■ **About this task**
Will you transcribe the entries that follow, exactly and in full?

####

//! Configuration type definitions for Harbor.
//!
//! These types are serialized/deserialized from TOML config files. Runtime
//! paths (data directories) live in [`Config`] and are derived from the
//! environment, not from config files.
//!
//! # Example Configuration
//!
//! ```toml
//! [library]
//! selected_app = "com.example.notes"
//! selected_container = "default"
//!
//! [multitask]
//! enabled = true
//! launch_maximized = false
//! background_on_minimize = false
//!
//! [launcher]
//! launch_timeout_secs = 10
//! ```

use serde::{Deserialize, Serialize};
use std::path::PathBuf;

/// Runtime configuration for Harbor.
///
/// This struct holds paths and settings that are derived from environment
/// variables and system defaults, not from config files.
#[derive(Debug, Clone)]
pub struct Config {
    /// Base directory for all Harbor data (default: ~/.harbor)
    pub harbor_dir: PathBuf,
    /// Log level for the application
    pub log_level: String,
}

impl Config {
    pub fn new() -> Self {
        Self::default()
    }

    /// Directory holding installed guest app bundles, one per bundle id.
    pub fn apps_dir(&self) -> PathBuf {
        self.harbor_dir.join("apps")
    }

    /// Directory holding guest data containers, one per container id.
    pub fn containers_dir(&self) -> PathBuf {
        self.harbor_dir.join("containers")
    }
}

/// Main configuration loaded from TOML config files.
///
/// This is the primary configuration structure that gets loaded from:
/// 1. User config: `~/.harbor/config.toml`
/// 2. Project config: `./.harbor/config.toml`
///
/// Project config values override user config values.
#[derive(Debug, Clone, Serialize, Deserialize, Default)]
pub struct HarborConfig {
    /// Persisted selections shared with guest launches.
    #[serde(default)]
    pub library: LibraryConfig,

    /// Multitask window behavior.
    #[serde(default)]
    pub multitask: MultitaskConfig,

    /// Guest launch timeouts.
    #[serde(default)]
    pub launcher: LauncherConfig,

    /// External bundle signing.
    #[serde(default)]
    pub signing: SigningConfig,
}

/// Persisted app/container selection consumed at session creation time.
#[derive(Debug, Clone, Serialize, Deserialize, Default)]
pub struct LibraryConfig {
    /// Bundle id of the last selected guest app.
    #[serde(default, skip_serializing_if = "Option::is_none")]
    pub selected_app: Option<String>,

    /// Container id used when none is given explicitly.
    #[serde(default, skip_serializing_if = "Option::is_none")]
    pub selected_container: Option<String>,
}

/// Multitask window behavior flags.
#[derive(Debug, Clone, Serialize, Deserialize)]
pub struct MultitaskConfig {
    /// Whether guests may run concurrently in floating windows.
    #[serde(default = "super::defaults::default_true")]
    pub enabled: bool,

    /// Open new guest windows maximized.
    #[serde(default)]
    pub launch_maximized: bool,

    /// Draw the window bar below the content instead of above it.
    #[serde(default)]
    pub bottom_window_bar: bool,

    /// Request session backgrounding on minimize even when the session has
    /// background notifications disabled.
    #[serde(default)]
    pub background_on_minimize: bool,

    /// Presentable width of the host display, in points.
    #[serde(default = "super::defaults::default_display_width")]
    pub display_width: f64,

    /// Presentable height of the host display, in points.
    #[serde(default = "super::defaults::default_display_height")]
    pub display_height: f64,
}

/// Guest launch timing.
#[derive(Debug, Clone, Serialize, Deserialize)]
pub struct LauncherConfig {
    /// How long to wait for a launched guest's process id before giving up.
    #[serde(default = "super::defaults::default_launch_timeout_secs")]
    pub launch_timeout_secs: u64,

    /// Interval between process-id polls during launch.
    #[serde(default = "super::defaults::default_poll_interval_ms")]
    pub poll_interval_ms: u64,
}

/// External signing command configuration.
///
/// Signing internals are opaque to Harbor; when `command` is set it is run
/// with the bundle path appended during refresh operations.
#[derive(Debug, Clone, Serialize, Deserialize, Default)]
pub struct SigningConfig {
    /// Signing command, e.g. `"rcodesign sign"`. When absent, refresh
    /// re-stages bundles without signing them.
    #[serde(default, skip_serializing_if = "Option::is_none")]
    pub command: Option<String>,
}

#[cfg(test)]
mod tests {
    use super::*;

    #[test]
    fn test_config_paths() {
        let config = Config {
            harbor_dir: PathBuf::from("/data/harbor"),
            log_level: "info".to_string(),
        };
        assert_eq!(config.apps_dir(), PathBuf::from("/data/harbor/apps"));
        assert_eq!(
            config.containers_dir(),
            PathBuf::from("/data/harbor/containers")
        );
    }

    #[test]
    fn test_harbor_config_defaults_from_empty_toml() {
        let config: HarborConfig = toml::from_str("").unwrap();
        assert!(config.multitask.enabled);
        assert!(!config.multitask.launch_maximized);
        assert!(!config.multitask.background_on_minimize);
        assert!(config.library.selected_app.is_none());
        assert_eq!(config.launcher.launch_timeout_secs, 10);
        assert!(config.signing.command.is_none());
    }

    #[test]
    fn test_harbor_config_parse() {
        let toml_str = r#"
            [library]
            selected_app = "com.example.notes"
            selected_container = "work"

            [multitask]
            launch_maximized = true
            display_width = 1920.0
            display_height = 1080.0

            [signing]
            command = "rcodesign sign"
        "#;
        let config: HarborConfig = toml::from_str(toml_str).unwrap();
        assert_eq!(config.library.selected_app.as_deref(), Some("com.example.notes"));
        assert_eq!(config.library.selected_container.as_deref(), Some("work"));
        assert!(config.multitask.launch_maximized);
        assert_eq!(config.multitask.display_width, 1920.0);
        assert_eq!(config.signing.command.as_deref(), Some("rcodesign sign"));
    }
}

####

■ **Written response**
//! Configuration type definitions for Harbor.
//!
//! These types are serialized/deserialized from TOML config files. Runtime
//! paths (data directories) live in [`Config`] and are derived from the
//! environment, not from config files.
//!
//! # Example Configuration
//!
//! ```toml
//! [library]
//! selected_app = "com.example.notes"
//! selected_container = "default"
//!
//! [multitask]
//! enabled = true
//! launch_maximized = false
//! background_on_minimize = false
//!
//! [launcher]
//! launch_timeout_secs = 10
//! ```

use serde::{Deserialize, Serialize};
use std::path::PathBuf;

/// Runtime configuration for Harbor.
///
/// This struct holds paths and settings that are derived from environment
/// variables and system defaults, not from config files.
#[derive(Debug, Clone)]
pub struct Config {
    /// Base directory for all Harbor data (default: ~/.harbor)
    pub harbor_dir: PathBuf,
    /// Log level for the application
    pub log_level: String,
}

impl Config {
    pub fn new() -> Self {
        Self::default()
    }

    /// Directory holding installed guest app bundles, one per bundle id.
    pub fn apps_dir(&self) -> PathBuf {
        self.harbor_dir.join("apps")
    }

    /// Directory holding guest data containers, one per container id.
    pub fn containers_dir(&self) -> PathBuf {
        self.harbor_dir.join("containers")
    }
}

/// Main configuration loaded from TOML config files.
///
/// This is the primary configuration structure that gets loaded from:
/// 1. User config: `~/.harbor/config.toml`
/// 2. Project config: `./.harbor/config.toml`
///
/// Project config values override user config values.
#[derive(Debug, Clone, Serialize, Deserialize, Default)]
pub struct HarborConfig {
    /// Persisted selections shared with guest launches.
    #[serde(default)]
    pub library: LibraryConfig,

    /// Multitask window behavior.
    #[serde(default)]
    pub multitask: MultitaskConfig,

    /// Guest launch timeouts.
    #[serde(default)]
    pub launcher: LauncherConfig,

    /// External bundle signing.
    #[serde(default)]
    pub signing: SigningConfig,
}

/// Persisted app/container selection consumed at session creation time.
#[derive(Debug, Clone, Serialize, Deserialize, Default)]
pub struct LibraryConfig {
    /// Bundle id of the last selected guest app.
    #[serde(default, skip_serializing_if = "Option::is_none")]
    pub selected_app: Option<String>,

    /// Container id used when none is given explicitly.
    #[serde(default, skip_serializing_if = "Option::is_none")]
    pub selected_container: Option<String>,
}

/// Multitask window behavior flags.
#[derive(Debug, Clone, Serialize, Deserialize)]
pub struct MultitaskConfig {
    /// Whether guests may run concurrently in floating windows.
    #[serde(default = "super::defaults::default_true")]
    pub enabled: bool,

    /// Open new guest windows maximized.
    #[serde(default)]
    pub launch_maximized: bool,

    /// Draw the window bar below the content instead of above it.
    #[serde(default)]
    pub bottom_window_bar: bool,

    /// Request session backgrounding on minimize even when the session has
    /// background notifications disabled.
    #[serde(default)]
    pub background_on_minimize: bool,

    /// Presentable width of the host display, in points.
    #[serde(default = "super::defaults::default_display_width")]
    pub display_width: f64,

    /// Presentable height of the host display, in points.
    #[serde(default = "super::defaults::default_display_height")]
    pub display_height: f64,
}

/// Guest launch timing.
#[derive(Debug, Clone, Serialize, Deserialize)]
pub struct LauncherConfig {
    /// How long to wait for a launched guest's process id before giving up.
    #[serde(default = "super::defaults::default_launch_timeout_secs")]
    pub launch_timeout_secs: u64,

    /// Interval between process-id polls during launch.
    #[serde(default = "super::defaults::default_poll_interval_ms")]
    pub poll_interval_ms: u64,
}

/// External signing command configuration.
///
/// Signing internals are opaque to Harbor; when `command` is set it is run
/// with the bundle path appended during refresh operations.
#[derive(Debug, Clone, Serialize, Deserialize, Default)]
pub struct SigningConfig {
    /// Signing command, e.g. `"rcodesign sign"`. When absent, refresh
    /// re-stages bundles without signing them.
    #[serde(default, skip_serializing_if = "Option::is_none")]
    pub command: Option<String>,
}

#[cfg(test)]
mod tests {
    use super::*;

    #[test]
    fn test_config_paths() {
        let config = Config {
            harbor_dir: PathBuf::from("/data/harbor"),
            log_level: "info".to_string(),
        };
        assert_eq!(config.apps_dir(), PathBuf::from("/data/harbor/apps"));
        assert_eq!(
            config.containers_dir(),
            PathBuf::from("/data/harbor/containers")
        );
    }

    #[test]
    fn test_harbor_config_defaults_from_empty_toml() {
        let config: HarborConfig = toml::from_str("").unwrap();
        assert!(config.multitask.enabled);
        assert!(!config.multitask.launch_maximized);
        assert!(!config.multitask.background_on_minimize);
        assert!(config.library.selected_app.is_none());
        assert_eq!(config.launcher.launch_timeout_secs, 10);
        assert!(config.signing.command.is_none());
    }

    #[test]
    fn test_harbor_config_parse() {
        let toml_str = r#"
            [library]
            selected_app = "com.example.notes"
            selected_container = "work"

            [multitask]
            launch_maximized = true
            display_width = 1920.0
            display_height = 1080.0

            [signing]
            command = "rcodesign sign"
        "#;
        let config: HarborConfig = toml::from_str(toml_str).unwrap();
        assert_eq!(config.library.selected_app.as_deref(), Some("com.example.notes"));
        assert_eq!(config.library.selected_container.as_deref(), Some("work"));
        assert!(config.multitask.launch_maximized);
        assert_eq!(config.multitask.display_width, 1920.0);
        assert_eq!(config.signing.command.as_deref(), Some("rcodesign sign"));
    }
}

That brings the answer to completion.